Cancer immunotherapies have demonstrated different patterns of responses ranging from pseudoprogression to hyperprogression and dissociated responses [7]. Pseudoprogression, which is likely caused by acute (antitumoral) inflammation, can lead to a false indication that the treatment is not working leading to premature discontinuation of therapy [7, 8] while “pseudolatency” (inflammation) may lead to continuation of treatment beyond requirement and may arise from chronic exposure to immunotherapeutic agents. Both phenomena present clinical challenges with regard to treatment planning. To help with these many approaches are being investigated. These include imaging techniques like FDG-PET as eloquently described by Koski et al. [9] and novel biomarkers like serum high-mobility group box 1 (HMGB1) protein, immunoglobulin-like transcript 2 (ILT2), and IL-8 [10–12]. Serum HMGB1 is a predictive and prognostic biomarker for oncolytic immunotherapy with adenovirus [10] while IL-8 appears to be a promising candidate for adenoviral immunotherapy [12]. ILT2 has shown to be a biomarker of therapeutic response to oncolytic vaccinia virus immunotherapy [11].
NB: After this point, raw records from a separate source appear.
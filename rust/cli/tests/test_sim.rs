mod helpers;

use helpers::run_cli;

#[test]
fn test_sim_counts_wins_for_each_seat() {
    let res = run_cli(
        &[
            "sim",
            "--games",
            "4",
            "--seed",
            "21",
            "--players",
            "LAZY-BANK,RANDOM,RANDOM",
            "--max-score",
            "1500",
            "--entry-score",
            "0",
        ],
        "",
    );
    assert_eq!(res.code, 0, "stderr: {}", res.stderr);
    let out = &res.stdout;
    assert!(out.contains("sim: games=4 players=3 max_score=1500 entry_score=0 seed=21"));
    assert!(out.contains("LAZY-BANK 1"));
    assert!(out.contains("RANDOM 2"));
    assert!(out.contains("RANDOM 3"));

    let wins: u32 = out
        .lines()
        .skip_while(|l| *l != "Wins:")
        .skip(1)
        .take(3)
        .map(|l| l.split_whitespace().last().unwrap().parse::<u32>().unwrap())
        .sum();
    let shared: u32 = out
        .lines()
        .find_map(|l| l.strip_prefix("Shared wins: "))
        .unwrap()
        .parse()
        .unwrap();
    // Every finished game has at least one winner; shared games have more.
    assert!(wins >= 4);
    assert!(shared > 0 || wins == 4);
}

#[test]
fn test_sim_same_seed_same_report() {
    let args = ["sim", "--games", "3", "--seed", "8", "--max-score", "2000"];
    let a = run_cli(&args, "");
    let b = run_cli(&args, "");
    assert_eq!(a.code, 0);
    assert_eq!(a.stdout, b.stdout);
}

#[test]
fn test_sim_rejects_bad_player_list() {
    let res = run_cli(&["sim", "--games", "1", "--players", "LAZY-BANK,GREEDY"], "");
    assert_eq!(res.code, 2);
    assert!(res.stderr.contains("Unknown strategy 'GREEDY'"));
}

#[test]
fn test_sim_requires_games() {
    let res = run_cli(&["sim"], "");
    assert_eq!(res.code, 2);
    assert!(res.stderr.contains("--games"));
}
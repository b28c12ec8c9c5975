//! Simulation command: bot-only games with a win summary.
//!
//! Every seat is a computer player. Game `i` uses seed `base + i` for the
//! dice, so a run is reproducible from `--seed`.

use std::io::Write;

use tracing::info;

use farkell_ai::create_ai;
use farkell_engine::config::{DiceInput, GameConfig, PlayerConfig};
use farkell_engine::errors::GameError;
use farkell_engine::game::{Game, GameState};
use farkell_engine::roller::RandomDice;
use farkell_engine::turn::DecisionProvider;

use crate::error::CliError;
use crate::formatters::format_score_table;
use crate::ui;
use crate::validation::parse_strategy_list;

pub const DEFAULT_PLAYERS: &str = "LAZY-BANK,RANDOM";

/// Simulated games running longer than this are counted as unfinished.
pub const SIM_TURN_LIMIT: u32 = 10_000;

#[derive(Debug, Clone, Default)]
pub struct SimOptions {
    pub games: u32,
    pub seed: Option<u64>,
    /// Comma separated strategies, one seat each
    pub players: Option<String>,
    pub max_score: Option<u32>,
    pub entry_score: Option<u32>,
}

#[derive(Debug, Default)]
struct Tally {
    wins: Vec<u32>,
    shared: u32,
    unfinished: u32,
    turns: u64,
    finished: u32,
}

/// Handle the sim command.
///
/// # Errors
///
/// * `CliError::InvalidInput` for `--games 0` or a bad strategy list
/// * `CliError::Config` when the thresholds do not validate
pub fn handle_sim_command(
    opts: &SimOptions,
    out: &mut dyn Write,
    err: &mut dyn Write,
) -> Result<(), CliError> {
    if opts.games == 0 {
        return Err(CliError::InvalidInput("games must be >= 1".to_string()));
    }
    let strategies =
        parse_strategy_list(opts.players.as_deref().unwrap_or(DEFAULT_PLAYERS))
            .map_err(CliError::InvalidInput)?;

    let defaults = GameConfig::default();
    let config = GameConfig {
        dice_input: DiceInput::Rng,
        max_score: opts.max_score.unwrap_or(defaults.max_score),
        entry_score: opts.entry_score.unwrap_or(defaults.entry_score),
        players: strategies
            .iter()
            .enumerate()
            .map(|(i, s)| PlayerConfig::com(format!("{} {}", s, i + 1), *s))
            .collect(),
        ..defaults
    };
    config.validate()?;

    let base_seed = opts.seed.unwrap_or_else(rand::random);
    writeln!(
        out,
        "sim: games={} players={} max_score={} entry_score={} seed={}",
        opts.games,
        strategies.len(),
        config.max_score,
        config.entry_score,
        base_seed
    )?;

    let mut tally = Tally {
        wins: vec![0; strategies.len()],
        ..Tally::default()
    };

    for g in 0..opts.games {
        let seed = base_seed.wrapping_add(g as u64);
        let state = GameState::from_config(&config)?;
        let mut dice = RandomDice::new_with_seed(seed);
        let providers: Vec<Box<dyn DecisionProvider>> = strategies
            .iter()
            .enumerate()
            .map(|(seat, s)| -> Box<dyn DecisionProvider> {
                create_ai(*s, seed.wrapping_add(seat as u64 + 1))
            })
            .collect();

        let mut game = Game::new(state, &mut dice, providers)?;
        match game.play_to_end(SIM_TURN_LIMIT, |_, _| Ok(())) {
            Ok(()) => {}
            Err(GameError::TurnLimit(limit)) => {
                tally.unfinished += 1;
                ui::display_warning(
                    err,
                    &format!("game {} did not finish within {} turns", g + 1, limit),
                )?;
                continue;
            }
            Err(e) => return Err(e.into()),
        }

        let state = game.into_state();
        let winners = state.winners();
        info!(
            game = g + 1,
            seed,
            turns = state.turns_played(),
            winners = ?winners.iter().map(|p| p.name()).collect::<Vec<_>>(),
            "simulated game"
        );
        if winners.len() > 1 {
            tally.shared += 1;
        }
        for w in &winners {
            if let Some(i) = state.players().iter().position(|p| p.name() == w.name()) {
                tally.wins[i] += 1;
            }
        }
        tally.finished += 1;
        tally.turns += u64::from(state.turns_played());
    }

    let rows: Vec<(&str, u32)> = config
        .players
        .iter()
        .zip(&tally.wins)
        .map(|(p, w)| (p.name.as_str(), *w))
        .collect();
    writeln!(out, "Wins:")?;
    writeln!(out, "{}", format_score_table(&rows))?;
    writeln!(out, "Shared wins: {}", tally.shared)?;
    if tally.finished > 0 {
        let avg = tally.turns as f64 / f64::from(tally.finished);
        writeln!(out, "Average turns per game: {:.1}", avg)?;
    }
    if tally.unfinished > 0 {
        writeln!(out, "Unfinished games: {}", tally.unfinished)?;
    }
    Ok(())
}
The exact mechanism of action of talimogene laherparepvec is unknown [4]. It is believed to use cell-surface-bound nectins to enter cancer cells and then selectively replicate within them by disrupting protein kinase R (PKR) activity and type I interferon signaling [2]. After viral replication, propagation, and assembly, talimogene laherparepvec triggers oncolysis leading to release of tumor-derived antigens which along with virally derived GM-CSF, viral-based pathogen-associated molecular pattern factors, cell-derived danger-associated molecular pattern molecules, interferons, and other cytokines which recruit and facilitate maturation of antigen-presenting cells lead to presentation of tumor-associated antigens to cytotoxic CD8+ T cells which subsequently promote antitumor response [1, 2, 4]. At the same time, new released viral particles infect surrounding tumor cells and propagate the treatment [1, 2]. Talimogene laherparepvec has been investigated in combination with other agents including pembrolizumab as well as chemotherapy with radiation in clinical trials [13]. It has also recently demonstrated promising activity with MEK inhibitors in preclinical melanoma models [14]. The current status of oncolytic virotherapy in combination cancer immunotherapy has been extensively reviewed by Bommareddy et al. [13].

Though talimogene laherparepvec is a novel therapy, it brings clinical challenges with regard to when to stop treatment. As discussed above in cases 1 and 2, it was very hard to determine whether melanoma in injected lesions has undergone remission or residual disease is still present. In this scenario, PET/CT will show an FDG avid node due to chronic inflammation because of repeated injections. Performing a biopsy always comes with a risk of missing the disease and a negative biopsy will thus not convincingly rule out the persistent disease. Stopping treatment may come with the risk of disease spread. However, continuing with treatment leads to financial toxicity, treatment-related side effects, and anxiety related to treatment and disease. Therefore, complete excision of the lesion or lymph node dissection as in our cases remains the sole alternative to determine whether a patient is in complete remission or not. Therefore, there is a need for a novel biomarker to help determine whether it is advisable to stop talimogene laherparepvec injections or to continue it in these challenging clinical scenarios.

Ethical Approval

All procedures performed in studies involving human participants were in accordance with the ethical standards of the 1964 Helsinki declaration and its later amendments or comparable ethical standards. The Institutional Review Board at the University of Iowa Hospitals and Clinics approved the study NCT01740297.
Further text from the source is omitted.